Problem to solve: The required result is a copy of each line below in which "John" appears.

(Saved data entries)
---+---

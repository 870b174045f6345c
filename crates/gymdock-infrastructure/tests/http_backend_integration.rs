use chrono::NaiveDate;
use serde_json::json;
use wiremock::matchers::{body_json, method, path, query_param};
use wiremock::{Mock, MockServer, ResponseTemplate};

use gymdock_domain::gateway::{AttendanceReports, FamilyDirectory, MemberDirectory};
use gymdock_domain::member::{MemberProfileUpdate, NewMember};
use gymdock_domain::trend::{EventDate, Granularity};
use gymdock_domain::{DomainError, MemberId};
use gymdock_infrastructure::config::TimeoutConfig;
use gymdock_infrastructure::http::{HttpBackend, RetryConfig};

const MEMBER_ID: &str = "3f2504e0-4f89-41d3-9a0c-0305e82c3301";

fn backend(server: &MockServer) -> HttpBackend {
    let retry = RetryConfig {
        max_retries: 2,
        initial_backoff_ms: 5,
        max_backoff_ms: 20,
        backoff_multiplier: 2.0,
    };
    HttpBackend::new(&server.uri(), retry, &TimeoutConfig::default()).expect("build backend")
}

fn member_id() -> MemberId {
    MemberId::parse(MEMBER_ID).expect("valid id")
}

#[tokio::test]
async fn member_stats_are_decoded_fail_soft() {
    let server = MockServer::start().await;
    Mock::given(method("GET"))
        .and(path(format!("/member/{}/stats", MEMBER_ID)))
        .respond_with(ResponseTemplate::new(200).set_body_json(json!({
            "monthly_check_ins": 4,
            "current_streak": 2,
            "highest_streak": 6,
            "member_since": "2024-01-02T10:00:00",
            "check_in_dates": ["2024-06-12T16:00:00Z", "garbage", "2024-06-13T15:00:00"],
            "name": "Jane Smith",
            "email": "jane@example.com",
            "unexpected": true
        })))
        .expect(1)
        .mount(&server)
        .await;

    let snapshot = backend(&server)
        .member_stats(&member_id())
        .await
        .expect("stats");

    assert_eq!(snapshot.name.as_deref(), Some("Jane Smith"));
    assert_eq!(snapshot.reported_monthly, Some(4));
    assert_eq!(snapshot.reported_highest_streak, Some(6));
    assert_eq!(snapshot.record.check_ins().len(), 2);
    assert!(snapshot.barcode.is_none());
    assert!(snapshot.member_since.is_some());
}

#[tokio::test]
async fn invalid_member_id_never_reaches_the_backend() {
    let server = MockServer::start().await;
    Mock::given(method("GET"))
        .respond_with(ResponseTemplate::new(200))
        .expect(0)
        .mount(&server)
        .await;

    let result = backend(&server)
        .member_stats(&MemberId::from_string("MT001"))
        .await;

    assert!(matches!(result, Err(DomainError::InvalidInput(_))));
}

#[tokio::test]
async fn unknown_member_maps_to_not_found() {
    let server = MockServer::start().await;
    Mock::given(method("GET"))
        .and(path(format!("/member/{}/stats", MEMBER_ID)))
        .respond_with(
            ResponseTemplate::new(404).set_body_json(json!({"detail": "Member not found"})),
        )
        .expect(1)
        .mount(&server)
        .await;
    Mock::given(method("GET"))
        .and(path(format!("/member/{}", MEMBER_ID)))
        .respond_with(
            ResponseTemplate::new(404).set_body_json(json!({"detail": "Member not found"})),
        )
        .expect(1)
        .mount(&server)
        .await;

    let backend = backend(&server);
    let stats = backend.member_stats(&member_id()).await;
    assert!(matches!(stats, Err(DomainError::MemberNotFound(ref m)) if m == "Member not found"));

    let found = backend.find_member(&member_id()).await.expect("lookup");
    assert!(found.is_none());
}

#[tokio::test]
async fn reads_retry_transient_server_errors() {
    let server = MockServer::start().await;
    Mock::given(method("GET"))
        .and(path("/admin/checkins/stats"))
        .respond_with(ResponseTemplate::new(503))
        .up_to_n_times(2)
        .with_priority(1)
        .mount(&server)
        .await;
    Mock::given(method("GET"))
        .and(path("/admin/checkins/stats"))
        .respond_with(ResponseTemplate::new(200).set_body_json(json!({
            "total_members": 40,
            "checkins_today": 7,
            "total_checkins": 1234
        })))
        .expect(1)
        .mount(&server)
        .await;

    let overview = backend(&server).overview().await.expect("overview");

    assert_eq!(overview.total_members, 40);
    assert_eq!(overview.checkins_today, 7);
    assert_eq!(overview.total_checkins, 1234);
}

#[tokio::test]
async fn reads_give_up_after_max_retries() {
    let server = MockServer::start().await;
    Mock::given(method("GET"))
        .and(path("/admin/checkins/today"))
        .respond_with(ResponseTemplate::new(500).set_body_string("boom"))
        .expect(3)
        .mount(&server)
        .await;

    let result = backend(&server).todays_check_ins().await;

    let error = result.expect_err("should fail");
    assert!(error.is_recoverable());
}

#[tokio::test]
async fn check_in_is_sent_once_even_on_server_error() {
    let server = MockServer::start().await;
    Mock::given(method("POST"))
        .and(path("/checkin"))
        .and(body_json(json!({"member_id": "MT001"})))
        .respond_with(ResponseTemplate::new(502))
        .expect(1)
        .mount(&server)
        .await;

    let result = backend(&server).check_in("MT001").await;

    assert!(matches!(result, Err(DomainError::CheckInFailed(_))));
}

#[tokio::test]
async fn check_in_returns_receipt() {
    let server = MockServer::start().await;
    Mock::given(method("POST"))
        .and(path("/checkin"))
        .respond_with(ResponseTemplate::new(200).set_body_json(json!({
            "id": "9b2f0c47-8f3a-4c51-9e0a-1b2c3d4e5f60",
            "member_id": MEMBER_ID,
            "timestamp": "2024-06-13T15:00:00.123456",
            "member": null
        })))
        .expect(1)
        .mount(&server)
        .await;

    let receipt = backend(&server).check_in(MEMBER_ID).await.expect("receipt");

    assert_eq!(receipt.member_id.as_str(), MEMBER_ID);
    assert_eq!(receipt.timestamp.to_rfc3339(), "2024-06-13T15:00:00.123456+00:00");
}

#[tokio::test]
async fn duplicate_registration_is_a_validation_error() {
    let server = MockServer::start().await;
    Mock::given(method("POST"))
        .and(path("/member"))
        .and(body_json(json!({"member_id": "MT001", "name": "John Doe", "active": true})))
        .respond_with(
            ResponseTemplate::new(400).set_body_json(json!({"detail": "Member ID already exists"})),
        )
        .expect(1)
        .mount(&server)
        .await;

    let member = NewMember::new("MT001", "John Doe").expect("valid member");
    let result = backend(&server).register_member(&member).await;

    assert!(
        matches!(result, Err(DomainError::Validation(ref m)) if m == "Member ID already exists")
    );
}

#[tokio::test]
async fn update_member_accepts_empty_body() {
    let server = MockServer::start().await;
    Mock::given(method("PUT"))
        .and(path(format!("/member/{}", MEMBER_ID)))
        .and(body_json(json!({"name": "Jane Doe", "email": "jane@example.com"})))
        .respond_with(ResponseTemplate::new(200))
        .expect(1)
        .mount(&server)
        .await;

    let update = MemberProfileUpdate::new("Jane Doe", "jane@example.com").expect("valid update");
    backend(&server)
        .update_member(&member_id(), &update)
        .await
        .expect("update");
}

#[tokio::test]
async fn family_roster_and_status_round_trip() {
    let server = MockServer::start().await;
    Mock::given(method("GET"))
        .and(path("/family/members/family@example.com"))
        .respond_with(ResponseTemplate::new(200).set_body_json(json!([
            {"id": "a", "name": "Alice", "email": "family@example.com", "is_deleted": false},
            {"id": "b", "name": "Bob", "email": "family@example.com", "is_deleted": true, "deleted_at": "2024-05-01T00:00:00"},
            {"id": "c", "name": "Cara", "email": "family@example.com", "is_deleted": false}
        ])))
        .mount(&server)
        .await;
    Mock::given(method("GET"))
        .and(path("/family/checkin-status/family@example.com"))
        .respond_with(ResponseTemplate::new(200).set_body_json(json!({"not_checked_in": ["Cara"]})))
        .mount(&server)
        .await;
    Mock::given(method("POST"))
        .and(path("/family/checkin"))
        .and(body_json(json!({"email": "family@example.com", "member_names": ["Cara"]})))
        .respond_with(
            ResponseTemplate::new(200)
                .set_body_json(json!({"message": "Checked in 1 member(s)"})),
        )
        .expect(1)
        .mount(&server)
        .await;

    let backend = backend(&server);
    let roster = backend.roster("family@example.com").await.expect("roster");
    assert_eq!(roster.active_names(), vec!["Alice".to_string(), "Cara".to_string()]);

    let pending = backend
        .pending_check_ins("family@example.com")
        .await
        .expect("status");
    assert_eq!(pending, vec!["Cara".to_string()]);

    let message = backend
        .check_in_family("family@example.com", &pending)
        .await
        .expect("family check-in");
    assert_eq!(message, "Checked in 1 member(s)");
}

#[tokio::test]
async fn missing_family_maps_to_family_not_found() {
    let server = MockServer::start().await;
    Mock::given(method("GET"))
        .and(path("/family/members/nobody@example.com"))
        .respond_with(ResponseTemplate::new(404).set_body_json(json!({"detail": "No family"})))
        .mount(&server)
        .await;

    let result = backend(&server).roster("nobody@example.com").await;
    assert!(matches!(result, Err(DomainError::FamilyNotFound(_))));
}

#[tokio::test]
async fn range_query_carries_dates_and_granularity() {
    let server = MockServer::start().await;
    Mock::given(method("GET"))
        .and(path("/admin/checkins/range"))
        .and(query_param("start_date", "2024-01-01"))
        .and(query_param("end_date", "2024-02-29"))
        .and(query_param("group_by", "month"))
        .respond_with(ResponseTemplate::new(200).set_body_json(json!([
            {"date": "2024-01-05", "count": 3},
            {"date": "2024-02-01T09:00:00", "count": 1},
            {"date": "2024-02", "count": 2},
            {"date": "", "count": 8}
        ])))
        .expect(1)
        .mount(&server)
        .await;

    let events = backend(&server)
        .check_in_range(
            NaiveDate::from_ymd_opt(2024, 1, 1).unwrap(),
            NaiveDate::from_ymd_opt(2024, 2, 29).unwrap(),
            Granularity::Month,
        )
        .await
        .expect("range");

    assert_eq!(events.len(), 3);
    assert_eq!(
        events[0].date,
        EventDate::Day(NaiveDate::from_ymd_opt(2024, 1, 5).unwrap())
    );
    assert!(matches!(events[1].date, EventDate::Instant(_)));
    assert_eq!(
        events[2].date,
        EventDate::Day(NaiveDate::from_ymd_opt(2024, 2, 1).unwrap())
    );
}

---+---

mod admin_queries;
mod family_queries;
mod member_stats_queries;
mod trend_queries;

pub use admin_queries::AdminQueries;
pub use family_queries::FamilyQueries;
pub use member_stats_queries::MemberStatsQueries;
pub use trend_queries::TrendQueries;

---+---

Written reply:
        .and(body_json(json!({"member_id": "MT001", "name": "John Doe", "active": true})))
    let member = NewMember::new("MT001", "John Doe").expect("valid member");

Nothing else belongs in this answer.